The comments were made several hours before McCain died on Saturday.
The posts were screenshotted by Republican Aaron Borders, who is supporting one of Ward’s rivals, Rep. Martha McSally.
“It’s wildly inappropriate,” Borders told the Republic. “It’s classless. It’s not decent … it ’s very narcissistic. It’s a narcissist comment to sit there and think that the McCain family made this decision to interfere with your bus tour.”
On Saturday, Ward also knocked McCain at two campaign stops.
“We have a choice. Are we going to elect another senator cut from the same cloth as Jeff Flake and John McCain?” Ward asked the crowd.
Each time the crowd responded with a “No!”
On Sunday she responded to the criticism by smacking “the left” and the media, and by posting several photos of foul-mouth messages she received.
“The left is hateful, foul-mouthed, and easily misled. I do thank them (especially the out of staters) for increasing the reach of my page, thought!” she said. “I’ll repost my condolences for Mr.

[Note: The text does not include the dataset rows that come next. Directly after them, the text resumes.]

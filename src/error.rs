use std::time::Duration;

use thiserror::Error;

use crate::api::models::MessageId;

#[derive(Debug, Error)]
pub enum BackendError {
    #[error("{operation} request failed: {source}")]
    Http {
        operation: &'static str,
        #[source]
        source: reqwest::Error,
    },
    #[error("{operation} returned HTTP {status}")]
    Status {
        operation: &'static str,
        status: reqwest::StatusCode,
    },
    #[error("{operation} rejected by backend: {message}")]
    GraphQl {
        operation: &'static str,
        message: String,
    },
    #[error("{operation} returned no data")]
    MissingData { operation: &'static str },
    #[error("failed to decode {operation} payload: {source}")]
    Decode {
        operation: &'static str,
        #[source]
        source: serde_json::Error,
    },
    #[error("websocket error during {operation}: {source}")]
    WebSocket {
        operation: &'static str,
        #[source]
        source: Box<tokio_tungstenite::tungstenite::Error>,
    },
    #[error("subscription {operation} was closed by the backend")]
    SubscriptionClosed { operation: &'static str },
    #[error("{operation} timed out after {after:?}")]
    TimedOut {
        operation: &'static str,
        after: Duration,
    },
    #[error("{operation} was not acknowledged by the backend")]
    NotAcknowledged { operation: &'static str },
    #[error("{operation} refused: {message}")]
    Auth {
        operation: &'static str,
        message: String,
    },
    #[error("no signed-in session")]
    Unauthenticated,
}

impl BackendError {
    pub fn is_timeout(&self) -> bool {
        matches!(self, BackendError::TimedOut { .. })
    }
}

pub type BackendResult<T> = Result<T, BackendError>;

/// Failures of one `submit`. The view only ever sees a generic notice;
/// the precise kind is logged and handed back to the caller.
#[derive(Debug, Error)]
pub enum SendError {
    #[error("could not create conversation: {0}")]
    CreateConversationFailed(#[source] BackendError),
    #[error("could not store message: {0}")]
    CreateMessageFailed(#[source] BackendError),
    #[error("could not trigger reply: {0}")]
    TriggerReplyFailed(#[source] BackendError),
    #[error("could not retract message {message_id} after reply trigger failed ({trigger}): {source}")]
    RollbackFailed {
        message_id: MessageId,
        trigger: String,
        #[source]
        source: BackendError,
    },
}

#[derive(Debug, Error)]
pub enum ConfigError {
    #[error("no config directory available on this platform")]
    NoConfigDir,
    #[error("failed to access {path}: {source}")]
    Io {
        path: String,
        #[source]
        source: std::io::Error,
    },
    #[error("failed to parse {path}: {source}")]
    Parse {
        path: String,
        #[source]
        source: toml::de::Error,
    },
    #[error("failed to parse legacy settings {path}: {source}")]
    Legacy {
        path: String,
        #[source]
        source: serde_json::Error,
    },
    #[error("failed to serialize settings: {0}")]
    Serialize(#[from] toml::ser::Error),
    #[error("{0} is not configured; set it or provide subdomain and region")]
    MissingEndpoint(&'static str),
    #[error("invalid {field} '{url}': {source}")]
    InvalidUrl {
        field: &'static str,
        url: String,
        #[source]
        source: url::ParseError,
    },
}

#[derive(Debug, Error)]
pub enum AppError {
    #[error(transparent)]
    Config(#[from] ConfigError),
    #[error(transparent)]
    Backend(#[from] BackendError),
    #[error("terminal i/o failed: {0}")]
    Io(#[from] std::io::Error),
    #[error("failed to build http client: {0}")]
    HttpClient(#[source] reqwest::Error),
}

McCain’s family again – please take note of the trolling comments by people who buy into #FakeNews & political smears – or maybe they don’t – it could be that they just like any excuse to bully and attack.”
Ward ran against McCain in the 2016 Senate primary and lost to the senator who went on to win a sixth term in office.
She’s now battling it out against two other Republicans to try and win the seat occupied by Flake. Flake announced his retirement in October.
On Tuesday, Arizona voters will have to choose between Ward, McSally, the GOP establishment’s pick, and Sheriff Joe Arpaio, who was given Trump’s first pardon.
Polling from last month showed McSally eight points ahead.
The winner of the GOP primary will likely be on the ballot against Rep. Kyrsten Sinema (D-Ariz.) in the fall. She’s expected to win Tuesday’s Democratic primary.